Élie Fallu
(Photo : Pépé )
Vision 2007 : Élie Fallu
Président du Pôle universitaire, ancien député, maire
«On vit avec l’industrie, pas avec le commerce. Et c’est dans la recherche et la haute technologie que nous devons nous repositionner. Des emplois à 8$ l’heure et commerce de bebelles c’était le développement d’il y a trente ans, la construction sur le territoire, c’est aussi terminé», affirme Élie Fallu, ancien maire et député qui se consacre actuellement au développement du Pôle universitaire des Basses-Laurentides.

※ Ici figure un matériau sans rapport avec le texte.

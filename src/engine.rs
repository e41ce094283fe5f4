use crate::config::CitySonicWorldDesc;
use crate::error::{CitySonicError, Result};
use crate::events::CitySonicEvent;
use crate::governor::FormatNegotiator;
use crate::renderer::AudioRenderer;
use crate::ring::FrameConsumer;
use crate::world::CitySonicWorld;
use cpal::traits::{DeviceTrait, HostTrait, StreamTrait};
use cpal::{FromSample, SizedSample};
use crossbeam_channel::Sender;
use std::sync::atomic::{AtomicBool, AtomicU32, AtomicU64, AtomicUsize, Ordering};
use std::sync::{Arc, Mutex};
use std::thread::JoinHandle;
use std::time::Duration;

/// Device format most recently requested by the performance governor.
///
/// The render sample rate is fixed when the world is created, so only the buffer
/// size is applied, on the next [`CitySonicEngine::start`]. The rate is recorded for
/// hosts that want to rebuild the world at a lower rate.
#[derive(Debug, Default)]
pub struct DeviceFormatRequest {
    sample_rate: AtomicU32,
    buffer_frames: AtomicUsize,
    requests: AtomicU64,
}

impl DeviceFormatRequest {
    /// `(sample_rate, buffer_frames)` of the latest request, if any.
    pub fn requested_format(&self) -> Option<(u32, usize)> {
        if self.requests.load(Ordering::Acquire) == 0 {
            return None;
        }
        Some((
            self.sample_rate.load(Ordering::Relaxed),
            self.buffer_frames.load(Ordering::Relaxed),
        ))
    }

    pub fn request_count(&self) -> u64 {
        self.requests.load(Ordering::Relaxed)
    }
}

impl FormatNegotiator for DeviceFormatRequest {
    fn request_format(&self, sample_rate: u32, buffer_frames: usize) {
        self.sample_rate.store(sample_rate, Ordering::Relaxed);
        self.buffer_frames.store(buffer_frames, Ordering::Relaxed);
        self.requests.fetch_add(1, Ordering::Release);
        log::info!(
            "Device format requested: {} Hz, {} frame buffer",
            sample_rate,
            buffer_frames
        );
    }
}

/// Audio engine that binds a world's renderer to the default output device.
///
/// Two threads run while the engine is started:
///
/// - **Mixing thread** (`citysonic-mixer`): renders a block whenever the output ring
///   has room for one
/// - **Device callback** (owned by cpal): drains the ring, substituting silence and
///   counting an underrun when it runs dry. It never blocks, allocates or logs
pub struct CitySonicEngine {
    desc: CitySonicWorldDesc,
    stream: Option<cpal::Stream>,
    is_running: Arc<AtomicBool>,
    frames_played: Arc<AtomicU64>,
    output: Arc<Mutex<FrameConsumer>>,
    renderer: Option<AudioRenderer>,
    mixing_thread: Option<JoinHandle<AudioRenderer>>,
    events: Sender<CitySonicEvent>,
    format_request: Arc<DeviceFormatRequest>,
}

impl CitySonicEngine {
    /// Take over rendering for `world`.
    ///
    /// From here on the world's own [`render_block`](CitySonicWorld::render_block)
    /// returns `NotReady`; every other world operation keeps working.
    ///
    /// # Errors
    ///
    /// Returns `NotReady` if another engine already owns the world's renderer.
    pub fn new(world: &mut CitySonicWorld) -> Result<Self> {
        let (mut renderer, output) = world.take_render_side()?;
        let format_request = Arc::new(DeviceFormatRequest::default());
        renderer.set_format_negotiator(format_request.clone());

        Ok(Self {
            desc: world.desc().clone(),
            stream: None,
            is_running: Arc::new(AtomicBool::new(false)),
            frames_played: Arc::new(AtomicU64::new(0)),
            output: Arc::new(Mutex::new(output)),
            renderer: Some(renderer),
            mixing_thread: None,
            events: world.event_sender(),
            format_request,
        })
    }

    /// Start the mixing thread and the device stream.
    ///
    /// # Errors
    ///
    /// Returns `AudioDevice` if there is no output device or the stream cannot be
    /// built or started, `AudioFormat` for device sample formats other than
    /// f32/i16/u16, and `Engine` if the mixing thread cannot be spawned.
    pub fn start(&mut self) -> Result<()> {
        if self.is_running() {
            return Ok(());
        }
        let renderer = self.renderer.take().ok_or_else(|| {
            CitySonicError::Engine("Renderer lost after a failed start".into())
        })?;

        let stream = match self.build_stream() {
            Ok(stream) => stream,
            Err(e) => {
                self.renderer = Some(renderer);
                return Err(e);
            }
        };

        self.is_running.store(true, Ordering::Release);
        match spawn_mixing_thread(renderer, self.is_running.clone(), self.events.clone()) {
            Ok(handle) => self.mixing_thread = Some(handle),
            Err(e) => {
                self.is_running.store(false, Ordering::Release);
                return Err(e);
            }
        }

        if let Err(e) = stream.play() {
            self.join_mixing_thread();
            return Err(CitySonicError::AudioDevice(format!(
                "Failed to start stream: {}",
                e
            )));
        }
        self.stream = Some(stream);

        log::info!(
            "Audio engine started: {} Hz, {} channels, block {}",
            self.desc.sample_rate,
            self.desc.channels,
            self.desc.block_size
        );
        let _ = self.events.send(CitySonicEvent::EngineStarted);
        Ok(())
    }

    /// Stop the device stream and the mixing thread. The engine can be started again.
    pub fn stop(&mut self) -> Result<()> {
        let was_running = self.stream.is_some() || self.mixing_thread.is_some();
        if let Some(stream) = self.stream.take() {
            self.is_running.store(false, Ordering::Release);
            drop(stream);
        }
        self.join_mixing_thread();
        if !was_running {
            return Ok(());
        }
        if self.renderer.is_none() {
            return Err(CitySonicError::Engine("Mixing thread panicked".into()));
        }
        log::info!(
            "Audio engine stopped after {} frames",
            self.frames_played()
        );
        let _ = self.events.send(CitySonicEvent::EngineStopped);
        Ok(())
    }

    /// Check if the engine is currently running
    pub fn is_running(&self) -> bool {
        self.is_running.load(Ordering::Acquire)
    }

    /// Frames of real (non-silence) audio delivered to the device since creation.
    pub fn frames_played(&self) -> u64 {
        self.frames_played.load(Ordering::Relaxed)
    }

    /// Get the engine configuration
    pub fn config(&self) -> &CitySonicWorldDesc {
        &self.desc
    }

    /// The governor's latest device format request.
    pub fn format_request(&self) -> &DeviceFormatRequest {
        &self.format_request
    }

    fn join_mixing_thread(&mut self) {
        self.is_running.store(false, Ordering::Release);
        if let Some(handle) = self.mixing_thread.take() {
            match handle.join() {
                Ok(renderer) => self.renderer = Some(renderer),
                Err(_) => log::error!("Mixing thread panicked"),
            }
        }
    }

    fn build_stream(&self) -> Result<cpal::Stream> {
        let host = cpal::default_host();
        let device = host.default_output_device().ok_or_else(|| {
            CitySonicError::AudioDevice("No default output device available".into())
        })?;

        let buffer_frames = self
            .format_request
            .requested_format()
            .map_or(self.desc.block_size, |(_, frames)| frames);
        let config = cpal::StreamConfig {
            channels: self.desc.channels,
            sample_rate: cpal::SampleRate(self.desc.sample_rate),
            buffer_size: cpal::BufferSize::Fixed(buffer_frames as u32),
        };

        let default_config = device.default_output_config().map_err(|e| {
            CitySonicError::AudioDevice(format!("Failed to get default config: {}", e))
        })?;

        match default_config.sample_format() {
            cpal::SampleFormat::F32 => self.create_stream::<f32>(&device, &config),
            cpal::SampleFormat::I16 => self.create_stream::<i16>(&device, &config),
            cpal::SampleFormat::U16 => self.create_stream::<u16>(&device, &config),
            other => Err(CitySonicError::AudioFormat(format!(
                "Unsupported sample format {:?}",
                other
            ))),
        }
    }

    /// Create a typed audio stream whose callback drains the output ring.
    fn create_stream<T>(
        &self,
        device: &cpal::Device,
        config: &cpal::StreamConfig,
    ) -> Result<cpal::Stream>
    where
        T: SizedSample + FromSample<f32>,
    {
        let channels = config.channels as usize;
        let is_running = self.is_running.clone();
        let frames_played = self.frames_played.clone();
        let output = self.output.clone();
        // Sized for generous device periods; grown only if a device asks for more.
        let mut scratch = vec![0.0f32; self.desc.ring_capacity_frames.max(4096) * channels];

        device
            .build_output_stream(
                config,
                move |data: &mut [T], _: &cpal::OutputCallbackInfo| {
                    if scratch.len() < data.len() {
                        scratch.resize(data.len(), 0.0);
                    }
                    let buffer = &mut scratch[..data.len()];

                    let frames = if is_running.load(Ordering::Acquire) {
                        match output.try_lock() {
                            Ok(mut consumer) => consumer.read_interleaved(buffer, channels),
                            Err(_) => {
                                buffer.fill(0.0);
                                0
                            }
                        }
                    } else {
                        buffer.fill(0.0);
                        0
                    };

                    for (sample, &value) in data.iter_mut().zip(buffer.iter()) {
                        *sample = T::from_sample(value);
                    }
                    frames_played.fetch_add(frames as u64, Ordering::Relaxed);
                },
                move |err| {
                    log::error!("Audio stream error: {}", err);
                },
                None,
            )
            .map_err(|e| CitySonicError::AudioDevice(format!("Failed to build stream: {}", e)))
    }
}

impl Drop for CitySonicEngine {
    fn drop(&mut self) {
        let _ = self.stop();
    }
}

/// Render blocks on a dedicated thread until `running` clears. The renderer is handed
/// back through the join handle.
///
/// A render error ends the thread: it is logged, reported as
/// [`CitySonicEvent::EngineError`], and the device falls back to silence.
pub(crate) fn spawn_mixing_thread(
    mut renderer: AudioRenderer,
    running: Arc<AtomicBool>,
    events: Sender<CitySonicEvent>,
) -> Result<JoinHandle<AudioRenderer>> {
    let block = renderer.block_size();
    let idle = Duration::from_secs_f64(block as f64 / renderer.sample_rate() as f64 / 4.0);

    std::thread::Builder::new()
        .name("citysonic-mixer".into())
        .spawn(move || {
            log::debug!("Mixing thread started");
            while running.load(Ordering::Acquire) {
                if renderer.output_space() < block {
                    std::thread::sleep(idle);
                    continue;
                }
                if let Err(e) = renderer.render_block() {
                    log::error!("Render failed, stopping mixing thread: {}", e);
                    let _ = events.send(CitySonicEvent::EngineError {
                        error: e.to_string(),
                    });
                    running.store(false, Ordering::Release);
                }
            }
            log::debug!(
                "Mixing thread stopped after {} blocks",
                renderer.blocks_rendered()
            );
            renderer
        })
        .map_err(|e| CitySonicError::Engine(format!("Failed to spawn mixing thread: {}", e)))
}

#[cfg(test)]
mod tests {
    use super::*;
    use crate::config::{HrtfMode, StreamIoMode};

    fn desc() -> CitySonicWorldDesc {
        CitySonicWorldDesc::new()
            .block_size(256)
            .ring_capacity_frames(2048)
            .hrtf_mode(HrtfMode::Disabled)
            .stream_io_mode(StreamIoMode::Manual)
    }

    #[test]
    fn test_format_request_records_latest() {
        let request = DeviceFormatRequest::default();
        assert_eq!(request.requested_format(), None);
        request.request_format(44100, 512);
        request.request_format(22050, 1024);
        assert_eq!(request.requested_format(), Some((22050, 1024)));
        assert_eq!(request.request_count(), 2);
    }

    #[test]
    fn test_engine_takes_render_side() {
        let mut world = CitySonicWorld::new(desc()).unwrap();
        let engine = CitySonicEngine::new(&mut world).unwrap();
        assert!(!engine.is_running());
        assert!(matches!(
            world.render_block(),
            Err(CitySonicError::NotReady(_))
        ));
        assert!(CitySonicEngine::new(&mut world).is_err());
    }

    #[test]
    fn test_mixing_thread_fills_ring_and_returns_renderer() {
        let mut world = CitySonicWorld::new(desc()).unwrap();
        let (renderer, output) = world.take_render_side().unwrap();
        let running = Arc::new(AtomicBool::new(true));
        let handle =
            spawn_mixing_thread(renderer, running.clone(), world.event_sender()).unwrap();

        let deadline = std::time::Instant::now() + Duration::from_secs(5);
        while output.available() < 1024 && std::time::Instant::now() < deadline {
            std::thread::sleep(Duration::from_millis(1));
        }
        running.store(false, Ordering::Release);
        let renderer = handle.join().unwrap();

        assert!(renderer.blocks_rendered() >= 4);
        // Ring holds 2047 frames; the thread only renders whole blocks that fit.
        assert!(output.available() <= 2047);
        assert!(output.available() >= 1024);
    }
}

Inutile de tenter de le convaincre de s’asseoir sur ses lauriers après toutes ces années consacrées à l’évolution de tous les volets de la collectivité locale, régionale et nationale. Depuis déjà longtemps, il est convaincu que les membres d’une collectivité doivent devancer les institutions et mettre en œuvre les outils et infrastructures nécessaires à son développement socioéconomique et culturel. «La Commission scolaire a démoli la formation professionnelle sur le territoire, il est resté le domaine de l’automobile qui est à zéro. Heureusement, il y a eu le Centre des Nouvelles technologies, mais il faut encore plus et se repositionner, sinon on ne sera plus dans le coup dans très peu de temps, on n’a plus le temps d’attendre, il faut le faire nous-mêmes», lance Élie Fallu.

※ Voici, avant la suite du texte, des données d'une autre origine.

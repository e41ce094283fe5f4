//! Zone-aware multi-tap reverb.
//!
//! Zones are spheres registered in priority order. Zone 0 is the catch-all: it is
//! returned for any position no other zone contains, whatever its radius. The
//! engine owns one stereo delay line shared by every zone, so moving between
//! zones keeps the existing tail instead of cutting it.

use crate::config::ReverbDesc;
use crate::error::{CitySonicError, Result};
use crate::math::Vec3;

pub const REVERB_TAPS: usize = 8;

/// Relative tap spacing. Mutually incommensurate so echoes do not pile up.
const TAP_SPREAD: [f32; REVERB_TAPS] = [1.0, 1.37, 1.71, 2.09, 2.53, 2.97, 3.41, 3.89];
/// Delay of the first tap for `room_size == 1`, in seconds.
const BASE_TAP_SECONDS: f32 = 0.05;

#[derive(Debug, Clone, Copy, PartialEq, Eq, Hash)]
pub struct ZoneId(pub(crate) usize);

impl ZoneId {
    pub fn index(&self) -> usize {
        self.0
    }
}

#[derive(Debug, Clone, Copy, PartialEq, Eq, Hash)]
pub enum ReverbZoneType {
    Outdoor,
    IndoorSmall,
    IndoorLarge,
    Tunnel,
    Underground,
    Stadium,
}

/// Acoustic character of a zone type: `(room_size, damping, wet, dry, decay_time, pre_delay)`.
fn preset(zone_type: ReverbZoneType) -> (f32, f32, f32, f32, f32, f32) {
    match zone_type {
        ReverbZoneType::Outdoor => (0.7, 0.5, 0.2, 0.8, 0.8, 0.02),
        ReverbZoneType::IndoorSmall => (0.2, 0.6, 0.25, 0.8, 0.5, 0.005),
        ReverbZoneType::IndoorLarge => (0.6, 0.4, 0.35, 0.7, 1.8, 0.015),
        ReverbZoneType::Tunnel => (0.9, 0.2, 0.45, 0.6, 2.5, 0.01),
        ReverbZoneType::Underground => (0.8, 0.3, 0.4, 0.65, 2.0, 0.012),
        ReverbZoneType::Stadium => (1.0, 0.35, 0.3, 0.75, 3.0, 0.04),
    }
}

/// One delay tap: read `delay` samples behind the write head, scaled by `gain`.
#[derive(Debug, Clone, Copy, PartialEq, Default)]
pub struct ReverbTap {
    pub delay: usize,
    pub gain: f32,
}

/// Static acoustic description of a region of the city.
#[derive(Debug, Clone, PartialEq)]
pub struct ReverbZone {
    pub zone_type: ReverbZoneType,
    pub center: Vec3,
    pub radius: f32,
    pub room_size: f32,
    /// 0 = bright, 1 = fully damped tail.
    pub damping: f32,
    pub wet_gain: f32,
    pub dry_gain: f32,
    /// Seconds for the tail to fall by 60 dB.
    pub decay_time: f32,
    /// Seconds before the first reflection.
    pub pre_delay: f32,
    pub feedback: f32,
    pub taps: [ReverbTap; REVERB_TAPS],
}

impl ReverbZone {
    /// A zone with the preset character of `zone_type`, taps laid out for `sample_rate`.
    pub fn new(zone_type: ReverbZoneType, center: Vec3, radius: f32, sample_rate: u32) -> Self {
        let (room_size, damping, wet_gain, dry_gain, decay_time, pre_delay) = preset(zone_type);
        let mut zone = Self {
            zone_type,
            center,
            radius,
            room_size,
            damping,
            wet_gain,
            dry_gain,
            decay_time,
            pre_delay,
            feedback: 0.0,
            taps: [ReverbTap::default(); REVERB_TAPS],
        };
        zone.layout_taps(sample_rate);
        zone
    }

    /// Zone used when nothing else is registered: the outdoor preset everywhere.
    pub fn global(sample_rate: u32) -> Self {
        Self::new(ReverbZoneType::Outdoor, Vec3::ZERO, f32::INFINITY, sample_rate)
    }

    /// Recompute tap delays, tap gains and feedback from `room_size`, `pre_delay` and
    /// `decay_time`. Call after editing those fields.
    pub fn layout_taps(&mut self, sample_rate: u32) {
        let rate = sample_rate as f32;
        let decay = self.decay_time.max(1e-3);
        let mut longest = 0.0f32;
        for (tap, spread) in self.taps.iter_mut().zip(TAP_SPREAD) {
            let seconds = self.pre_delay + BASE_TAP_SECONDS * self.room_size.max(0.01) * spread;
            tap.delay = ((seconds * rate).round() as usize).max(1);
            // -60 dB after `decay_time`.
            tap.gain = 10f32.powf(-3.0 * seconds / decay) / REVERB_TAPS as f32;
            longest = longest.max(seconds);
        }
        self.feedback = 10f32.powf(-3.0 * longest / decay);
    }

    pub fn contains(&self, position: Vec3) -> bool {
        position.distance_squared(self.center) <= self.radius * self.radius
    }

    /// Check that every tap fits a delay line of `max_delay` samples and that the
    /// gains are usable.
    pub fn validate(&self, max_delay: usize) -> Result<()> {
        for (i, tap) in self.taps.iter().enumerate() {
            if tap.delay == 0 || tap.delay > max_delay {
                return Err(CitySonicError::Configuration(format!(
                    "reverb tap {} delay {} outside 1..={} samples",
                    i, tap.delay, max_delay
                )));
            }
            if !tap.gain.is_finite() {
                return Err(CitySonicError::Configuration(format!(
                    "reverb tap {} gain {} is not finite",
                    i, tap.gain
                )));
            }
        }
        let gains = [self.wet_gain, self.dry_gain, self.feedback, self.damping];
        if gains.iter().any(|g| !g.is_finite() || *g < 0.0) {
            return Err(CitySonicError::Configuration(format!(
                "reverb gains must be finite and non-negative (wet {}, dry {}, feedback {}, damping {})",
                self.wet_gain, self.dry_gain, self.feedback, self.damping
            )));
        }
        if self.radius.is_nan() || self.radius < 0.0 {
            return Err(CitySonicError::Configuration(format!(
                "reverb zone radius {} is negative",
                self.radius
            )));
        }
        Ok(())
    }
}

Sur ces convictions, le Pôle universitaire des Basses-Laurentides est né, en misant sur l’accès à la formation universitaire dans son propre milieu pour faciliter l’évolution des personnes, la participation au développement collectif et au partage des responsabilités sociales, la capacité d’agir en fonction des besoins et des objectifs fixés.
«La connaissance détermine l’avenir, et il faut être en avance. Le génie occidental? C’est maintenant qu’il le faut et avec toutes nos ressources, nous ne pouvons nous permettre l’exclusion. Les jeunes décrocheurs, les travailleurs, les immigrants ont tous leur place dans ce défi qui est planétaire», insiste Élie Fallu.